▶ [Problem to work on] The whole set of entries is to be restated word for word.

▶ [Entries supplied]
* * * *
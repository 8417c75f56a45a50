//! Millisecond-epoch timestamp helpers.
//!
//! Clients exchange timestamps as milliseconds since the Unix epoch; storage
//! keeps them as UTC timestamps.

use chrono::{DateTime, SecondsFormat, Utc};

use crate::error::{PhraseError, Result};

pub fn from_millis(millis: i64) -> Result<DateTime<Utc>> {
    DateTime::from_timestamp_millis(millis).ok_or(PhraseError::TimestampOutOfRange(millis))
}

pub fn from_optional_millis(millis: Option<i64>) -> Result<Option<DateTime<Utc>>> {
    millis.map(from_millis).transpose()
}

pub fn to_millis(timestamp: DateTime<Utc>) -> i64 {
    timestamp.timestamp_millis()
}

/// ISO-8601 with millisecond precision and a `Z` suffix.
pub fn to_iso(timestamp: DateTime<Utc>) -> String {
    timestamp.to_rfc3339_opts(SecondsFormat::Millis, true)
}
* * * *
▶ [Answer]
repository 8417c75f56a45a50
//! Millisecond-epoch timestamp helpers.
//!
//! Clients exchange timestamps as milliseconds since the Unix epoch; storage
//! keeps them as UTC timestamps.

use chrono::{DateTime, SecondsFormat, Utc};

use crate::error::{PhraseError, Result};

pub fn from_millis(millis: i64) -> Result<DateTime<Utc>> {
    DateTime::from_timestamp_millis(millis).ok_or(PhraseError::TimestampOutOfRange(millis))
}

pub fn from_optional_millis(millis: Option<i64>) -> Result<Option<DateTime<Utc>>> {
    millis.map(from_millis).transpose()
}

pub fn to_millis(timestamp: DateTime<Utc>) -> i64 {
    timestamp.timestamp_millis()
}

/// ISO-8601 with millisecond precision and a `Z` suffix.
pub fn to_iso(timestamp: DateTime<Utc>) -> String {
    timestamp.to_rfc3339_opts(SecondsFormat::Millis, true)
}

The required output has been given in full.